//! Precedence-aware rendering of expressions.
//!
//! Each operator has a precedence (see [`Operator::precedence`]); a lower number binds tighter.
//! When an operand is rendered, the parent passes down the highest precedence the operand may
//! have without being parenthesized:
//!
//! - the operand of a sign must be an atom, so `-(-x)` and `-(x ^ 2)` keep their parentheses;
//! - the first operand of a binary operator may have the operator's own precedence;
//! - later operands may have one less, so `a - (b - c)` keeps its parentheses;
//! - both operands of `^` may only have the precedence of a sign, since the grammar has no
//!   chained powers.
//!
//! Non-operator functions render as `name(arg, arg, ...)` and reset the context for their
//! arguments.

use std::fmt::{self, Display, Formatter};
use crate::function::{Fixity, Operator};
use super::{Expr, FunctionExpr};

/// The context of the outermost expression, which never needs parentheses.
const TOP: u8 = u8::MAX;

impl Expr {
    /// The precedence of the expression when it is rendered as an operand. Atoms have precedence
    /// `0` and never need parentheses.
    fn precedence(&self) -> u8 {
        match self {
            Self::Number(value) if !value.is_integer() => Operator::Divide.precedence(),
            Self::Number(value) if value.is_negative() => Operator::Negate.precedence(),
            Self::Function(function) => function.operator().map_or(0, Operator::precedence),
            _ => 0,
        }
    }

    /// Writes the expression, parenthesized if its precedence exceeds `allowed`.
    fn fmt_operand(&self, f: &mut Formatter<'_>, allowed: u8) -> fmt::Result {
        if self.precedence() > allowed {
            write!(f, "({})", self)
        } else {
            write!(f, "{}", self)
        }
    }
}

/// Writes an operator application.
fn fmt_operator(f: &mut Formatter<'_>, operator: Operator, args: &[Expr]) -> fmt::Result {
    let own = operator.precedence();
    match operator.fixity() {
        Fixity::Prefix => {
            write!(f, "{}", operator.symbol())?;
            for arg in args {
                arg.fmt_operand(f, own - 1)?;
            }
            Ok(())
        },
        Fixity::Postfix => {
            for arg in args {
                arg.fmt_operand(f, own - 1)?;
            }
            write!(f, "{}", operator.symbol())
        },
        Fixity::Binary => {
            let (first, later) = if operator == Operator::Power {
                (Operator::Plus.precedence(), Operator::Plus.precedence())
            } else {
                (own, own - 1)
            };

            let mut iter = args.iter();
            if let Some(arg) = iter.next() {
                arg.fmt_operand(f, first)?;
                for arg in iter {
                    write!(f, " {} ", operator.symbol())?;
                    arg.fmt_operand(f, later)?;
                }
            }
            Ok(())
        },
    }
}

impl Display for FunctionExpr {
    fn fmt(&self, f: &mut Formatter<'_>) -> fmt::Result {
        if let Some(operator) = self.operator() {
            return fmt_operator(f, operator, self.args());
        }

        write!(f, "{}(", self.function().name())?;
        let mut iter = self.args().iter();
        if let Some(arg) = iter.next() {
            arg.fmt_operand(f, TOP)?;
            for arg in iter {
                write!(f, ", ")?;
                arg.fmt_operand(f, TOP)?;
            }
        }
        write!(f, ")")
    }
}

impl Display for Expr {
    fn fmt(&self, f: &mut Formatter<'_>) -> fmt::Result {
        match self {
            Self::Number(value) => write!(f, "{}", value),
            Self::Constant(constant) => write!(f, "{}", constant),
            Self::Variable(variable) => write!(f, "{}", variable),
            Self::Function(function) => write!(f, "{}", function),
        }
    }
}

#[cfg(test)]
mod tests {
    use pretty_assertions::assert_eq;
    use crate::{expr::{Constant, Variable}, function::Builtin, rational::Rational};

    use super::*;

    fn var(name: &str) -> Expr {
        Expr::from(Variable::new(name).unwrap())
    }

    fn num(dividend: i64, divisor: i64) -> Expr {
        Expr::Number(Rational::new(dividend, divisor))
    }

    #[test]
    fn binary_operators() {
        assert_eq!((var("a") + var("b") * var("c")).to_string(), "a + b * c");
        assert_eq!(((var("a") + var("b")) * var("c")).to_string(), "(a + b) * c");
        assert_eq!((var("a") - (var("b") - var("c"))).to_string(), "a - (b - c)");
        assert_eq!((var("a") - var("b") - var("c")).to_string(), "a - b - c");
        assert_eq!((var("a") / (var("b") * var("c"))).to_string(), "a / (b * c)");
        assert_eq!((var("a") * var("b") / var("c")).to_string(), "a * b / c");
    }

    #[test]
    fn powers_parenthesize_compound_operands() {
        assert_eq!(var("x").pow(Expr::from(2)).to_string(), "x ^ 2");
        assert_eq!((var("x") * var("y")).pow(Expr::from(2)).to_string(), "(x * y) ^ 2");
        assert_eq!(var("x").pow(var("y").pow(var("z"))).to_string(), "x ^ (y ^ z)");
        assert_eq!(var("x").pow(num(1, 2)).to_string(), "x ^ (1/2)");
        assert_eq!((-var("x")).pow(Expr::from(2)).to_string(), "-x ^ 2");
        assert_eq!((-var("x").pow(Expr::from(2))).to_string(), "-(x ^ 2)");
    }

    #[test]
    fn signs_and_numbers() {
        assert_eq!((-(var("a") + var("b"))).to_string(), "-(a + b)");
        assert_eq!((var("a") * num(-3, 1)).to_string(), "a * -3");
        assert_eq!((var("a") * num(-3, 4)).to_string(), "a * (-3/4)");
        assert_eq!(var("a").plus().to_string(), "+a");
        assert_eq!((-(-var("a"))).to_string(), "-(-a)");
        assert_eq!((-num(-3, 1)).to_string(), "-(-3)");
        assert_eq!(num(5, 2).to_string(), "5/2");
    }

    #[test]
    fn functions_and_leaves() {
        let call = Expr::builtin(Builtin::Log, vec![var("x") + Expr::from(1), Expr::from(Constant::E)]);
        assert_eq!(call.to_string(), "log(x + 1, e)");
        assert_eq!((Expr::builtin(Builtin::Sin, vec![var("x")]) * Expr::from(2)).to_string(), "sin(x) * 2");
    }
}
***
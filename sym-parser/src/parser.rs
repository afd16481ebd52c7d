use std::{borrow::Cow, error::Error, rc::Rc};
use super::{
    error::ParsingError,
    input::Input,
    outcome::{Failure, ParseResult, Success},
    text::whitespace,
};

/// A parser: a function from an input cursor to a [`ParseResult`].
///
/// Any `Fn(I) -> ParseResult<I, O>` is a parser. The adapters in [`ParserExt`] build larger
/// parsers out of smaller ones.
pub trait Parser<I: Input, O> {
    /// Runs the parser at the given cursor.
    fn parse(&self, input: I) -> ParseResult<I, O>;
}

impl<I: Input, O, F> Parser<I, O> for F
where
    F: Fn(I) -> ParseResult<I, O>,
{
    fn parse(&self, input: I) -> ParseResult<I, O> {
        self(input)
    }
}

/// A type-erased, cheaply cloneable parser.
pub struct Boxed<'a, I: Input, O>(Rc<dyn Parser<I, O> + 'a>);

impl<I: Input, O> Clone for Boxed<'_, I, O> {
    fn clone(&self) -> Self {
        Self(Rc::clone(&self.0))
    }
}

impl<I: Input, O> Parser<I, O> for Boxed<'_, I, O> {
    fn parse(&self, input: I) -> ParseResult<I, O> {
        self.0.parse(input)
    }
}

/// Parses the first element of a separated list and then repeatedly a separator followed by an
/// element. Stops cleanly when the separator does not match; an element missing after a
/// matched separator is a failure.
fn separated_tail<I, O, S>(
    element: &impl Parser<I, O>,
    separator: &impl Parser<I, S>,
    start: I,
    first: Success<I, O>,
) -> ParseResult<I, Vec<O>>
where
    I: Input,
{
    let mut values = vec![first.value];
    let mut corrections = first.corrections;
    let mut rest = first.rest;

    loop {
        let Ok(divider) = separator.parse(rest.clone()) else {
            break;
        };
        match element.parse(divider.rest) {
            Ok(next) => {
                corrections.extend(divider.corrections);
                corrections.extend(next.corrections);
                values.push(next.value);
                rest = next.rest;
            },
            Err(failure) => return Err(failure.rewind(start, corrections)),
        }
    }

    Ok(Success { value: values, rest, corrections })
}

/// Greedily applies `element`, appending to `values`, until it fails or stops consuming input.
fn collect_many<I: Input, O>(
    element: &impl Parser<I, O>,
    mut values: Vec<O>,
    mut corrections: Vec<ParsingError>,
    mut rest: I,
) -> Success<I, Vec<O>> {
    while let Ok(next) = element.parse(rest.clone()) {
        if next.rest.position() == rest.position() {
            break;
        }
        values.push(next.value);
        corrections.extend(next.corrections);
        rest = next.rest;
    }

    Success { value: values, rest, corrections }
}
***
Your task:
How many lines in the records hold the string "never"? Answer with only that number.

Expected answer:
2